Task input section start

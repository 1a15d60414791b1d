//! Shared test utilities and fixtures.

#![allow(dead_code)]

use catalog_search::{CatalogEngine, CatalogItem, EngineConfig, MemoryStore};
use std::collections::HashSet;

// Re-export canonical test utilities from catalog_search::testing
pub use catalog_search::testing::{make_deal_item, make_item, make_priced_item, sample_catalog};

/// Path to the bundled sample catalog.
pub const SAMPLE_CATALOG: &str = "data/sample_catalog.json";

// ============================================================================
// ENGINE CONSTRUCTION
// ============================================================================

/// Engine over the in-code sample catalog with default config.
pub fn sample_engine() -> CatalogEngine<MemoryStore> {
    engine_with(sample_catalog())
}

/// Engine over an arbitrary item list with default config.
pub fn engine_with(items: Vec<CatalogItem>) -> CatalogEngine<MemoryStore> {
    CatalogEngine::new(MemoryStore::new(items), EngineConfig::default())
        .expect("engine over test items should load")
}

/// `count` plain items named "Item 000", "Item 001", ... with ids "000", "001", ...
pub fn numbered_items(count: usize) -> Vec<CatalogItem> {
    (0..count)
        .map(|i| make_item(&format!("{:03}", i), &format!("Item {:03}", i)))
        .collect()
}

// ============================================================================
// ASSERTIONS
// ============================================================================

pub fn ids(items: &[CatalogItem]) -> Vec<&str> {
    items.iter().map(|i| i.id.as_str()).collect()
}

/// Assert a result page has no repeated ids.
pub fn assert_no_duplicates(items: &[CatalogItem]) {
    let mut seen = HashSet::new();
    for item in items {
        assert!(seen.insert(&item.id), "duplicate id {} in results", item.id);
    }
}

/// Assert every result's name contains `needle`, case-insensitively.
pub fn assert_all_names_contain(items: &[CatalogItem], needle: &str) {
    let needle = needle.to_lowercase();
    for item in items {
        assert!(
            item.name.to_lowercase().contains(&needle),
            "'{}' does not contain '{}'",
            item.name,
            needle
        );
    }
}
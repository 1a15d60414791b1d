// Copyright 2025-present Harīṣh Tummalachērla
// SPDX-License-Identifier: Apache-2.0

//! Test utilities shared across unit and integration tests.
//!
//! This module is always compiled but hidden from documentation.
//! It provides canonical implementations of test helpers to avoid duplication.

#![doc(hidden)]

use crate::types::{CatalogItem, DealType};

/// Create a simple test item with default fields.
///
/// This is the canonical implementation used across all tests.
pub fn make_item(id: &str, name: &str) -> CatalogItem {
    CatalogItem::new(id, name, "Grocery", "Test Store", "$1.00")
}

/// Create a test item carrying a deal classification.
pub fn make_deal_item(id: &str, name: &str, deal: DealType) -> CatalogItem {
    let mut item = make_item(id, name);
    item.deal_type = Some(deal);
    item
}

/// Create a fully priced test item.
pub fn make_priced_item(
    id: &str,
    name: &str,
    store: &str,
    price: &str,
    sale_price: Option<&str>,
    deal: Option<DealType>,
) -> CatalogItem {
    let mut item = CatalogItem::new(id, name, "Grocery", store, price);
    item.sale_price = sale_price.map(str::to_string);
    item.deal_type = deal;
    item
}

/// A small mixed catalog: three stores, three categories, every deal type,
/// one unparseable price.
pub fn sample_catalog() -> Vec<CatalogItem> {
    let item = |id: &str, name: &str, category: &str, store: &str, price: &str| {
        let mut item = CatalogItem::new(id, name, category, store, price);
        item.availability = Some("In-stock".to_string());
        item
    };

    let mut items = vec![
        item("p01", "Organic Whole Milk", "Dairy", "FreshCo", "$5.49"),
        item("p02", "Organic Free Range Eggs", "Dairy", "FreshCo", "$6.99"),
        item("p03", "Skim Milk", "Dairy", "Metro", "$3.99"),
        item("p04", "Oat Milk Barista Edition", "Dairy", "Zehrs", "$4.79"),
        item("p05", "Whole Wheat Bread", "Bakery", "Metro", "$2.99"),
        item("p06", "Sourdough Bread", "Bakery", "Zehrs", "$4.49"),
        item("p07", "Banana Bread", "Bakery", "FreshCo", "$5.99"),
        item("p08", "Bananas", "Produce", "Metro", "$0.69"),
        item("p09", "Organic Baby Spinach", "Produce", "Zehrs", "$3.49"),
        item("p10", "Cheddar Cheese Block", "Dairy", "Metro", "price on request"),
        item("p11", "Greek Yogurt Plain", "Dairy", "FreshCo", "$4.29"),
        item("p12", "Chocolate Milk", "Dairy", "Zehrs", "$2.49"),
    ];

    let deal = |items: &mut Vec<CatalogItem>, id: &str, sale: &str, deal: DealType| {
        if let Some(item) = items.iter_mut().find(|i| i.id == id) {
            item.sale_price = Some(sale.to_string());
            item.deal_type = Some(deal);
        }
    };
    deal(&mut items, "p01", "4.39", DealType::Loyalty);
    deal(&mut items, "p03", "3.59", DealType::Sale);
    deal(&mut items, "p06", "3.49", DealType::Promo);
    deal(&mut items, "p08", "0.49", DealType::Clearance);
    deal(&mut items, "p11", "4.29", DealType::None);

    if let Some(spinach) = items.iter_mut().find(|i| i.id == "p09") {
        spinach.availability = Some("Out-of-stock".to_string());
    }

    items
}
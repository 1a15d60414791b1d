// Copyright 2025-present Harīṣh Tummalachērla
// SPDX-License-Identifier: Apache-2.0

//! Fuzz target for edit distance.
//!
//! Verifies the bounded computation agrees with the full one and that both
//! respect the metric's basic bounds. Spelling correction trusts these
//! numbers; if they lie, shoppers get the wrong product.

#![no_main]

use arbitrary::Arbitrary;
use catalog_search::fuzzy::{bounded_distance, distance};
use libfuzzer_sys::fuzz_target;

/// Fuzz input for edit distance
#[derive(Debug, Arbitrary)]
struct MatchInput {
    query: String,
    target: String,
    max: u8,
}

fuzz_target!(|input: MatchInput| {
    // Cap lengths to avoid timeouts
    let query: String = input.query.chars().take(50).collect();
    let target: String = input.target.chars().take(100).collect();
    let max = usize::from(input.max % 8);

    let full = distance(&query, &target);
    let bounded = bounded_distance(&query, &target, max);

    // INVARIANT 1: bounded agrees with full inside the bound, None outside
    if full <= max {
        assert_eq!(bounded, Some(full), "query='{}', target='{}'", query, target);
    } else {
        assert_eq!(bounded, None, "query='{}', target='{}'", query, target);
    }

    // INVARIANT 2: length difference <= distance <= longer length
    let (lq, lt) = (query.chars().count(), target.chars().count());
    assert!(full >= lq.abs_diff(lt));
    assert!(full <= lq.max(lt));

    // INVARIANT 3: symmetric, zero exactly on equality
    assert_eq!(full, distance(&target, &query));
    assert_eq!(full == 0, query == target);
});
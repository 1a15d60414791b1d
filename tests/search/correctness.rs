//! Search correctness tests.
//!
//! Each pipeline stage gets at least one query that it, and only it, can
//! answer over the sample catalog.

use super::common::{assert_all_names_contain, assert_no_duplicates, ids, sample_engine};
use catalog_search::{MatchStage, QueryStatus};

// ============================================================================
// INDEX STAGE
// ============================================================================

#[test]
fn test_keyword_finds_every_item_with_the_word() {
    let engine = sample_engine();
    let result = engine.search_with_correction("milk", 0, 20);

    assert_eq!(result.status, QueryStatus::Matched(MatchStage::Index));
    let mut found = ids(&result.items);
    found.sort_unstable();
    assert_eq!(found, vec!["p01", "p03", "p04", "p12"]);
    assert_all_names_contain(&result.items, "milk");
}

#[test]
fn test_keyword_is_case_insensitive() {
    let engine = sample_engine();
    assert_eq!(
        ids(&engine.search("MILK", 0, 20)),
        ids(&engine.search("milk", 0, 20))
    );
    assert_eq!(
        ids(&engine.search("  Milk  ", 0, 20)),
        ids(&engine.search("milk", 0, 20))
    );
}

#[test]
fn test_multi_word_query_unions_tokens() {
    let engine = sample_engine();
    let result = engine.search_with_correction("organic bread", 0, 20);

    assert_eq!(result.status, QueryStatus::Matched(MatchStage::Index));
    let mut found = ids(&result.items);
    found.sort_unstable();
    assert_eq!(found, vec!["p01", "p02", "p05", "p06", "p07", "p09"]);
    assert_no_duplicates(&result.items);
}

#[test]
fn test_unknown_token_does_not_block_known_one() {
    let engine = sample_engine();
    let result = engine.search_with_correction("qqqq bread", 0, 20);
    assert_eq!(result.status, QueryStatus::Matched(MatchStage::Index));
    assert_eq!(result.items.len(), 3);
}

#[test]
fn test_three_letter_word_is_indexed() {
    let engine = sample_engine();
    assert_eq!(ids(&engine.search("oat", 0, 20)), vec!["p04"]);
}

// ============================================================================
// REGEX STAGE
// ============================================================================

#[test]
fn test_alternation_pattern() {
    let engine = sample_engine();
    let result = engine.search_with_correction("milk|bread", 0, 20);

    assert_eq!(result.status, QueryStatus::Matched(MatchStage::Regex));
    let mut found = ids(&result.items);
    found.sort_unstable();
    assert_eq!(found, vec!["p01", "p03", "p04", "p05", "p06", "p07", "p12"]);
}

#[test]
fn test_optional_group_pattern() {
    let engine = sample_engine();
    let result = engine.search_with_correction("choc(olate)? milk", 0, 20);
    assert_eq!(result.status, QueryStatus::Matched(MatchStage::Regex));
    assert_eq!(ids(&result.items), vec!["p12"]);
}

#[test]
fn test_pattern_that_fails_to_compile_falls_through() {
    let engine = sample_engine();
    // Unbalanced group: not a valid pattern, but "milk" is still a token.
    let result = engine.search_with_correction("(milk", 0, 20);
    assert_eq!(result.status, QueryStatus::Matched(MatchStage::Index));
    assert_eq!(result.items.len(), 4);
}

// ============================================================================
// SUBSTRING STAGE
// ============================================================================

#[test]
fn test_partial_word_falls_back_to_substring() {
    let engine = sample_engine();
    let result = engine.search_with_correction("ana", 0, 20);

    assert_eq!(result.status, QueryStatus::Matched(MatchStage::Substring));
    let mut found = ids(&result.items);
    found.sort_unstable();
    assert_eq!(found, vec!["p07", "p08"]);
    assert_all_names_contain(&result.items, "ana");
}

#[test]
fn test_substring_spans_words() {
    let engine = sample_engine();
    let items = engine.search("se blo", 0, 20);
    assert_eq!(ids(&items), vec!["p10"]);
}

// ============================================================================
// NO MATCH
// ============================================================================

#[test]
fn test_nothing_matches() {
    let engine = sample_engine();
    let result = engine.search_with_correction("zzzzzz", 0, 20);
    assert_eq!(result.status, QueryStatus::NoMatch);
    assert!(result.items.is_empty());
    assert!(result.corrected_query.is_none());
    assert!(result.suggestions.is_empty());
}

// ============================================================================
// PAGINATION
// ============================================================================

#[test]
fn test_pages_partition_the_ranked_list() {
    let engine = sample_engine();
    let all = engine.search("milk", 0, 20);
    let first = engine.search("milk", 0, 3);
    let second = engine.search("milk", 1, 3);
    let third = engine.search("milk", 2, 3);

    assert_eq!(first.len(), 3);
    assert_eq!(second.len(), 1);
    assert!(third.is_empty());

    let stitched: Vec<_> = first.into_iter().chain(second).collect();
    assert_eq!(stitched, all);
}

#[test]
fn test_zero_page_size_is_empty() {
    let engine = sample_engine();
    assert!(engine.search("milk", 0, 0).is_empty());
}
//! End-to-end checks against the bundled sample catalog file.

use super::common::{ids, SAMPLE_CATALOG};
use catalog_search::{
    CatalogEngine, CompareRequest, EngineConfig, JsonFileStore, MatchStage, QueryStatus,
    RecommendRequest,
};

fn engine() -> CatalogEngine<JsonFileStore> {
    CatalogEngine::new(JsonFileStore::new(SAMPLE_CATALOG), EngineConfig::default())
        .expect("bundled sample catalog should load")
}

#[test]
fn test_sample_catalog_loads() {
    let engine = engine();
    let stats = engine.snapshot().stats();
    assert_eq!(stats.generation, 1);
    assert_eq!(stats.items, 28);
    assert_eq!(stats.categories, 6);
    assert_eq!(stats.stores, 4);
    assert_eq!(
        engine.snapshot().stores(),
        vec!["FreshCo", "Metro", "No Frills", "Zehrs"]
    );
}

#[test]
fn test_sample_keyword_search() {
    let engine = engine();
    // Salted Butter has the shortest name; none of the three is a scored deal.
    assert_eq!(
        ids(&engine.search("butter", 0, 20)),
        vec!["p009", "p024", "p014"]
    );
}

#[test]
fn test_sample_correction() {
    let engine = engine();
    let result = engine.search_with_correction("chiken", 0, 20);
    assert_eq!(result.corrected_query.as_deref(), Some("chicken"));
    assert_eq!(result.status, QueryStatus::Matched(MatchStage::Correction));
    assert_eq!(ids(&result.items), vec!["p021"]);
}

#[test]
fn test_sample_store_ranking() {
    let engine = engine();
    let ranked: Vec<(String, usize)> = engine
        .rank_stores_by_keyword("organic")
        .into_iter()
        .map(|r| (r.store_name, r.occurrences))
        .collect();
    assert_eq!(
        ranked,
        vec![
            ("FreshCo".to_string(), 2),
            ("Metro".to_string(), 1),
            ("Zehrs".to_string(), 1),
        ]
    );
}

#[test]
fn test_sample_compare_in_stock_dairy() {
    let engine = engine();
    let request = CompareRequest {
        category: Some("dairy".to_string()),
        in_stock_only: true,
        price_range: Some((3.0, 5.0)),
        ..CompareRequest::default()
    };
    // Chocolate Milk is out of stock; Cheddar has no price.
    assert_eq!(
        ids(&engine.compare(&request)),
        vec!["p003", "p007", "p001", "p005", "p004"]
    );
}

#[test]
fn test_sample_recommendation() {
    let engine = engine();
    let request = RecommendRequest {
        preferred_store: None,
        product_needs: vec!["bread".to_string()],
        loyalty_member: false,
    };
    let stores = engine.recommend_stores(&request);
    assert_eq!(stores.len(), 4);
    assert_eq!(stores.last().map(String::as_str), Some("No Frills"));
}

Task input section end

_What to do_
The stretch of entries above that starts with the line containing "assert!(result.corrected_query.is_none());" and goes on through the line containing "sample catalog file." is to be transcribed exactly, and no other line is to be transcribed.

_Output for this exercise_
    assert!(result.corrected_query.is_none());
    assert!(result.suggestions.is_empty());
}

// ============================================================================
// PAGINATION
// ============================================================================

#[test]
fn test_pages_partition_the_ranked_list() {
    let engine = sample_engine();
    let all = engine.search("milk", 0, 20);
    let first = engine.search("milk", 0, 3);
    let second = engine.search("milk", 1, 3);
    let third = engine.search("milk", 2, 3);

    assert_eq!(first.len(), 3);
    assert_eq!(second.len(), 1);
    assert!(third.is_empty());

    let stitched: Vec<_> = first.into_iter().chain(second).collect();
    assert_eq!(stitched, all);
}

#[test]
fn test_zero_page_size_is_empty() {
    let engine = sample_engine();
    assert!(engine.search("milk", 0, 0).is_empty());
}
//! End-to-end checks against the bundled sample catalog file.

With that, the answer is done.